Le puits et le ballon

Le puits et le ballon… curieux titre, n’est-ce pas ?… Non, ça ne vous dit rien, évidemment… Cela ne veut rien dire.

Vous pensez à Edgar Poe ?  Oh, non ! Le puits et le ballon, ce n’est pas grand-chose, en réalité.

C’est simplement le premier récit que j’ai tenté d’écrire. Et qui a bien failli être le dernier.

J’étais encore en classe « enfantine ». Je venais d’apprendre à lire – on apprenait très tôt, dans ma petite école de village où toutes les classes se côtoyaient. Et il m’avait paru tout naturel d’écrire, à mon tour, un livre. Lire et écrire, ce devait bien être un peu la même chose, n’est-ce pas ? Et il devait bien y avoir autant de plaisir et de facilité à créer les histoires au bout de son crayon qu’à les recréer par sa lecture. Tout cela coulait de source et d’évidence. Les livres étaient la vie, la vie était un livre. Il n’y avait plus qu’à l’écrire, ce livre palpitant comme un grand coeur d’enfant.

Alors j’avais demandé un cahier.

Je me souviens que c’était un album in-folio que ma mère avait cousu pour moi avec sa grosse aiguille, et un brin de ficelle à poulet.

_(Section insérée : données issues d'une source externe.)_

//! Postgres-backed token store.
//!
//! One row per issuance; the authoritative record is the head of the
//! `created_at`-descending order for the user.

use async_trait::async_trait;
use chrono::{DateTime, Utc};
use deadpool_postgres::{Config, Pool, Runtime};
use tokio_postgres::NoTls;

use crate::error::StoreError;
use crate::store::TokenStore;
use crate::types::{DatabaseConfig, TokenRecord};

const SCHEMA: &str = "
CREATE TABLE IF NOT EXISTS oauth_tokens (
    id            BIGSERIAL PRIMARY KEY,
    user_id       TEXT NOT NULL,
    access_token  TEXT NOT NULL,
    refresh_token TEXT NOT NULL,
    expires_at    BIGINT NOT NULL,
    created_at    TIMESTAMPTZ NOT NULL DEFAULT NOW()
);
CREATE INDEX IF NOT EXISTS oauth_tokens_user_created
    ON oauth_tokens (user_id, created_at DESC);
";

const FETCH_LATEST: &str = "
SELECT user_id, access_token, refresh_token, expires_at, created_at
FROM oauth_tokens
WHERE user_id = $1
ORDER BY created_at DESC, id DESC
LIMIT 1
";

const INSERT: &str = "
INSERT INTO oauth_tokens (user_id, access_token, refresh_token, expires_at)
VALUES ($1, $2, $3, $4)
";

const UPDATE_LATEST: &str = "
UPDATE oauth_tokens
SET access_token = $2, refresh_token = $3, expires_at = $4
WHERE id = (
    SELECT id FROM oauth_tokens
    WHERE user_id = $1
    ORDER BY created_at DESC, id DESC
    LIMIT 1
)
";

/// Postgres connection pool wrapper implementing [`TokenStore`].
pub struct PostgresTokenStore {
    pool: Pool,
}

impl PostgresTokenStore {
    /// Create a connection pool from the datastore configuration.
    pub async fn connect(config: &DatabaseConfig) -> Result<Self, StoreError> {
        let mut cfg = Config::new();
        cfg.host = Some(config.host.clone());
        cfg.port = Some(config.port);
        cfg.user = Some(config.user.clone());
        cfg.password = Some(config.password.clone());
        cfg.dbname = Some(config.database.clone());

        let pool = cfg
            .create_pool(Some(Runtime::Tokio1), NoTls)
            .map_err(|e| StoreError::Pool {
                message: e.to_string(),
            })?;

        Ok(Self { pool })
    }

    /// Create the token table and index when absent.
    pub async fn init_schema(&self) -> Result<(), StoreError> {
        let client = self.client().await?;
        client.batch_execute(SCHEMA).await.map_err(|e| StoreError::Query {
            message: e.to_string(),
        })
    }

    async fn client(&self) -> Result<deadpool_postgres::Client, StoreError> {
        self.pool.get().await.map_err(|e| StoreError::Pool {
            message: e.to_string(),
        })
    }
}

#[async_trait]
impl TokenStore for PostgresTokenStore {
    async fn upsert(
        &self,
        user_id: &str,
        access_token: &str,
        refresh_token: &str,
        expires_at: i64,
    ) -> Result<(), StoreError> {
        let client = self.client().await?;
        client
            .execute(INSERT, &[&user_id, &access_token, &refresh_token, &expires_at])
            .await
            .map_err(|e| StoreError::Query {
                message: e.to_string(),
            })?;
        Ok(())
    }

    async fn fetch_latest(&self, user_id: &str) -> Result<TokenRecord, StoreError> {
        let client = self.client().await?;
        let row = client
            .query_opt(FETCH_LATEST, &[&user_id])
            .await
            .map_err(|e| StoreError::Query {
                message: e.to_string(),
            })?
            .ok_or_else(|| StoreError::NotFound {
                user_id: user_id.to_string(),
            })?;

        Ok(TokenRecord {
            user_id: row.get::<_, String>(0),
            access_token: row.get::<_, String>(1),
            refresh_token: row.get::<_, String>(2),
            expires_at: row.get::<_, i64>(3),
            created_at: row.get::<_, DateTime<Utc>>(4),
        })
    }

    async fn update_latest(
        &self,
        user_id: &str,
        access_token: &str,
        refresh_token: &str,
        expires_at: i64,
    ) -> Result<(), StoreError> {
        let client = self.client().await?;
        let updated = client
            .execute(
                UPDATE_LATEST,
                &[&user_id, &access_token, &refresh_token, &expires_at],
            )
            .await
            .map_err(|e| StoreError::Query {
                message: e.to_string(),
            })?;

        if updated == 0 {
            return Err(StoreError::NotFound {
                user_id: user_id.to_string(),
            });
        }
        Ok(())
    }
}
//! Provider-facing flows.

pub mod exchange;

pub use exchange::{
    authorization_url, HttpSessionExchange, MockSessionExchange, SessionExchange,
};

Le papier était d’un blanc un peu jaune, chaleureux. Mince et semé de poussière de bois, et pourtant lisse et glacé. Du papier pour magazine bon marché. Je crois bien qu’il s’agissait de ces « chutes » de l’imprimerie Cino del Duca dont nous avions alors, je ne sais pourquoi, des piles à la maison. Un beau cahier tout luisant de promesses, et prêt à devenir un vrai livre. D’au moins vingt pages. Il n’y manquait, bien sûr que les mots – et les images, puisque je ne connaissais en fait de livres que les livres illustrés. Mais j’allais m’appliquer. Rien de plus facile. J’avais fourbi mes armes : un crayon « de papier » bien affûté, et mes crayons « de couleurs » Caran d’Ache taillés de frais, rangés en ligne dans leur boîte de métal. L’après-midi était radieux, un après-midi de début de vacances, tout éclairé de ma grande décision.

J’ai ouvert le cahier, lentement. J’ai attendu quelques minutes, comme on prie, que l’Esprit vienne à moi. Et puis j’ai commencé.

Au début, cela allait si bien… 

Un monde était là, épars et flou dans ma pensée, qui ne demandait qu’à se poser sur les pages, pour prendre consistance et devenir lui-même.

J’avais d’abord imaginé des enfants. Trois enfants. Deux garçons et une petite fille. Le crayon les avait aussitôt tracés sur la page. Ils jouaient dans une cour. Je les voyais très bien. Trois enfants. Une petite fille qui portait une jupe orange. Et deux garçons en pantalons bleus, avec des chemises à carreaux. C’étaient trois amis de l’école et c’était un jeudi. Dans le ciel bleu turquoise j’avais posé un nuage qui moussait blanc comme un panache d’écume, un soleil jaune rayonnait à grands traits de rosace, un bel oiseau volait en V. Et les enfants jouaient, emportés par l’élan de mon rêve éveillé.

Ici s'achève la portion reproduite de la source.